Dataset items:
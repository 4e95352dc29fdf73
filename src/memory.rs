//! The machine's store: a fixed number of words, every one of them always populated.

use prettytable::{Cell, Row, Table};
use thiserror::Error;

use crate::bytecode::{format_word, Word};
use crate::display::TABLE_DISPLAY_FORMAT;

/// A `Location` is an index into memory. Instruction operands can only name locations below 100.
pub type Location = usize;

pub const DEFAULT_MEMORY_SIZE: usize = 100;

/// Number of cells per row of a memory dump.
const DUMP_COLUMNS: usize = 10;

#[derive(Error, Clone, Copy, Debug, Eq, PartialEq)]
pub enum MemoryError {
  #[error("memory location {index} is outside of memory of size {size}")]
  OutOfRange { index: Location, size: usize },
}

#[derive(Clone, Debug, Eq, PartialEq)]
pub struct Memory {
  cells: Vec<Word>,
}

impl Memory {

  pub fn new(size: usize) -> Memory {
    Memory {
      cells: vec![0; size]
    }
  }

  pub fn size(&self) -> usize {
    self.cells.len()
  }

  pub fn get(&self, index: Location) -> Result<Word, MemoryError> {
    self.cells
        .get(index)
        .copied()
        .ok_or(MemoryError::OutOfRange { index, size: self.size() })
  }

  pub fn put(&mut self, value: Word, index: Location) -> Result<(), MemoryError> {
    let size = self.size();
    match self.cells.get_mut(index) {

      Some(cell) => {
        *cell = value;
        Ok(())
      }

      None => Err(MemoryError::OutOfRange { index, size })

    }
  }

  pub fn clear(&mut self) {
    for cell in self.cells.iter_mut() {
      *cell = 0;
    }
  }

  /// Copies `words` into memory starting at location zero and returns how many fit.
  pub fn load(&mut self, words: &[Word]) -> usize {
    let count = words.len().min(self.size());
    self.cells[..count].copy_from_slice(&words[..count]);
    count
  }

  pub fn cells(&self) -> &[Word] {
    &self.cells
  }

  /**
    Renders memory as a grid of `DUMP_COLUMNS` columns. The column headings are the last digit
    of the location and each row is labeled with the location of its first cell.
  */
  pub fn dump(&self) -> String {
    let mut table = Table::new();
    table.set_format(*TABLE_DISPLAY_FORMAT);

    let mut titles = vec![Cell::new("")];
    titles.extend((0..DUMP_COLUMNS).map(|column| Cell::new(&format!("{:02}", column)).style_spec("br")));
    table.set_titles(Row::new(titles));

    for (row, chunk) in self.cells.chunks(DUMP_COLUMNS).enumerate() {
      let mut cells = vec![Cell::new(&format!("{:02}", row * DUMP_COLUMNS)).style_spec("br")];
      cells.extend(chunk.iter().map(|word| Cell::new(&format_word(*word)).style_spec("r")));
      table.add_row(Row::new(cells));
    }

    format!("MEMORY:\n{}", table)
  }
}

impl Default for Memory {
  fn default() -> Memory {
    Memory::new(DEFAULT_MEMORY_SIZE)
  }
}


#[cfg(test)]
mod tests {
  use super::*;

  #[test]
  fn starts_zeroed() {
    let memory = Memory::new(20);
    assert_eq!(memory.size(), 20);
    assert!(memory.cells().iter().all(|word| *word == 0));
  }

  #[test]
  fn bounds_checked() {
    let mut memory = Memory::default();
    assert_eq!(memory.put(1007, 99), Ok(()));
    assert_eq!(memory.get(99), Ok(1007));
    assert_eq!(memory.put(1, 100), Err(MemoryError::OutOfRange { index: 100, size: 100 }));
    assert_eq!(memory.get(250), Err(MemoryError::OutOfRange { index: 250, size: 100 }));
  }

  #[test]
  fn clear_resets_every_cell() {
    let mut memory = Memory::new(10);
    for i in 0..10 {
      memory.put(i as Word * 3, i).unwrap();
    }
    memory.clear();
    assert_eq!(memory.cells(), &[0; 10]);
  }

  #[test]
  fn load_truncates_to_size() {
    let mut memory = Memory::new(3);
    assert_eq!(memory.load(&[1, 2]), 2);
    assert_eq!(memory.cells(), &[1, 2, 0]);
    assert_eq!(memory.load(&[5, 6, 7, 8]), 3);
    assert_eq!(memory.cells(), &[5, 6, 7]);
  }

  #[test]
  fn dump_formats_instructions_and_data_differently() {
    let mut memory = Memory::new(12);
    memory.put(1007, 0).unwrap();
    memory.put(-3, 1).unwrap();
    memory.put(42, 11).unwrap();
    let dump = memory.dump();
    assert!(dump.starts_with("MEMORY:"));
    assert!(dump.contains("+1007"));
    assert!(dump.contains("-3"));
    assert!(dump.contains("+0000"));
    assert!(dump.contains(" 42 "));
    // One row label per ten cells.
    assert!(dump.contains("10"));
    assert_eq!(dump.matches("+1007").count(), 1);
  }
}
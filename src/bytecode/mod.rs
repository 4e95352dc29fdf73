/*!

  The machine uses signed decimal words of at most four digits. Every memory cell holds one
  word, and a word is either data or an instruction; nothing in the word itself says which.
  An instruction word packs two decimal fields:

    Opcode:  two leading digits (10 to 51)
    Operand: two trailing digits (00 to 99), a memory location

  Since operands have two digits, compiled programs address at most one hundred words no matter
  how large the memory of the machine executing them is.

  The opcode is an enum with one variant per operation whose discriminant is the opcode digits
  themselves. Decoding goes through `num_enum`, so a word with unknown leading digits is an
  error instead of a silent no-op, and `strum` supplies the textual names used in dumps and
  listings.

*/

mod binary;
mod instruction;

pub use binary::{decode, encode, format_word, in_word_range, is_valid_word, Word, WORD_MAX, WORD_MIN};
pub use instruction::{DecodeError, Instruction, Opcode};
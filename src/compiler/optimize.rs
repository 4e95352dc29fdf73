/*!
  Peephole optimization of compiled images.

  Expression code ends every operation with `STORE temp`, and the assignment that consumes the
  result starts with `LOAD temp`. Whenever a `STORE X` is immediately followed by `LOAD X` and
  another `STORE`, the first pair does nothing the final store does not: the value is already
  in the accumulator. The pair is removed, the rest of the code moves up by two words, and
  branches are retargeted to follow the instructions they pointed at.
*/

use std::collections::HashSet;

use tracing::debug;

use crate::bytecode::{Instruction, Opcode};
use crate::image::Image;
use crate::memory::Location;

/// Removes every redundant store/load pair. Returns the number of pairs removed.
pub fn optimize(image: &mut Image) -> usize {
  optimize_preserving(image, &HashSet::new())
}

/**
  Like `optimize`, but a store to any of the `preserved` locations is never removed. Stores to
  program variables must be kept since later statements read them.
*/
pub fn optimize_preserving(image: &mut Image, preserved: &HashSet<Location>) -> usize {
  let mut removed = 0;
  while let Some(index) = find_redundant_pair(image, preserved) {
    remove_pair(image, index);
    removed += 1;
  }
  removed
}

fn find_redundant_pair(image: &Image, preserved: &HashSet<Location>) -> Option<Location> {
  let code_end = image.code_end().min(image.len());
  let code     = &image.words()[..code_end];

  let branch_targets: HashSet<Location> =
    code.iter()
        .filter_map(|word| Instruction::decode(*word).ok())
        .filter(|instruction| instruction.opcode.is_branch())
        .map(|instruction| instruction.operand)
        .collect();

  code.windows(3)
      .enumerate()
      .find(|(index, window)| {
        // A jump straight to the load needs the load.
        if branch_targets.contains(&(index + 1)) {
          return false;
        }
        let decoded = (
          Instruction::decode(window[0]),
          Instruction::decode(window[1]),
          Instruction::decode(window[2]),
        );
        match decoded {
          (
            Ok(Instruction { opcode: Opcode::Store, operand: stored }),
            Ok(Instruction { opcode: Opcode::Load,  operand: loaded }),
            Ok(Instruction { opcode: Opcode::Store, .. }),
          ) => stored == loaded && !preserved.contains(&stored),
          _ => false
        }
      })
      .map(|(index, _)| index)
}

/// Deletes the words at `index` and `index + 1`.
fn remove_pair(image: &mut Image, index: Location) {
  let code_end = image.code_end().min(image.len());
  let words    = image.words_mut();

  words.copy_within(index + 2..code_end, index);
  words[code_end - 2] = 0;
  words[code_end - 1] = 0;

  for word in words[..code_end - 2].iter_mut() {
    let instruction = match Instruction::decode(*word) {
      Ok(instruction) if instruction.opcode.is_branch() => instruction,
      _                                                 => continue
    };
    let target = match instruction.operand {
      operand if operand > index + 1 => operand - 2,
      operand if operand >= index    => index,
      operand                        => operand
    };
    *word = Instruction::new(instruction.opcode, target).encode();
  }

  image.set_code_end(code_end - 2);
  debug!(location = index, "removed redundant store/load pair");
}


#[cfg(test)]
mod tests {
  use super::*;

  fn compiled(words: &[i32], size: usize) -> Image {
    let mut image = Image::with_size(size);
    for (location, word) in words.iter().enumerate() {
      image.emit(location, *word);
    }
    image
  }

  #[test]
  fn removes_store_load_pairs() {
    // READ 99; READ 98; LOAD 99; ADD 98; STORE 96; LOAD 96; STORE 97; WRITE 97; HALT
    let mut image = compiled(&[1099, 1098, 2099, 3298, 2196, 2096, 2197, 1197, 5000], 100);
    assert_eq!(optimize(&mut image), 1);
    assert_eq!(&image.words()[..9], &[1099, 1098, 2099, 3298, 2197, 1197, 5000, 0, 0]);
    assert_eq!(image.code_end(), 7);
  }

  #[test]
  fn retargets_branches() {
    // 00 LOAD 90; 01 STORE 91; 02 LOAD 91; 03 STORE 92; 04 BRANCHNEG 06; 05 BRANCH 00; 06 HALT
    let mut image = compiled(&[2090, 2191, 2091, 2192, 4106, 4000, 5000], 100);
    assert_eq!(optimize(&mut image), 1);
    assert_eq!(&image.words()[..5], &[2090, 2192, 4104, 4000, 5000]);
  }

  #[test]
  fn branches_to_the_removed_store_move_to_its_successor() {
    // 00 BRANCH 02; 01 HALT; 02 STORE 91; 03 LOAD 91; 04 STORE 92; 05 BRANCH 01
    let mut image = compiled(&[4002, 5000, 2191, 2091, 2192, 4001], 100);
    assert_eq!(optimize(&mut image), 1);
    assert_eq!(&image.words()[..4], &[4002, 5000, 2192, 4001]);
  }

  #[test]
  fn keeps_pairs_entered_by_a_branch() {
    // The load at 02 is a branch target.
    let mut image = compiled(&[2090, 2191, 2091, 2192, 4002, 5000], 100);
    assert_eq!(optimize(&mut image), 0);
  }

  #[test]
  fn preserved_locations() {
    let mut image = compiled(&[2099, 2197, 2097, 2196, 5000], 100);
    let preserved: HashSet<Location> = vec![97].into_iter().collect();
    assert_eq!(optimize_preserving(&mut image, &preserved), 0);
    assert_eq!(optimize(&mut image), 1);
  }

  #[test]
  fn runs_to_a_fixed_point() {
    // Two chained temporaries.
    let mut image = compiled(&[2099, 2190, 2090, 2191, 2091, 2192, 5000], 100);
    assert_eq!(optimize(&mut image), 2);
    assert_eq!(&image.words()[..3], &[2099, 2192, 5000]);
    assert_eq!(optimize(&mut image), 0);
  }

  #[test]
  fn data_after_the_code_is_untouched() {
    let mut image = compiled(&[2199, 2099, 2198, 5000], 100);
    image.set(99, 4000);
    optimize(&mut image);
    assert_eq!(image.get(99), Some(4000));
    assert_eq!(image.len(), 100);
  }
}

- TASK BRIEF:
Each line of the entries above that contains "decimal" must be copied into the answer.

- SOLUTION FOR THIS EXERCISE:
  The machine uses signed decimal words of at most four digits. Every memory cell holds one
  An instruction word packs two decimal fields:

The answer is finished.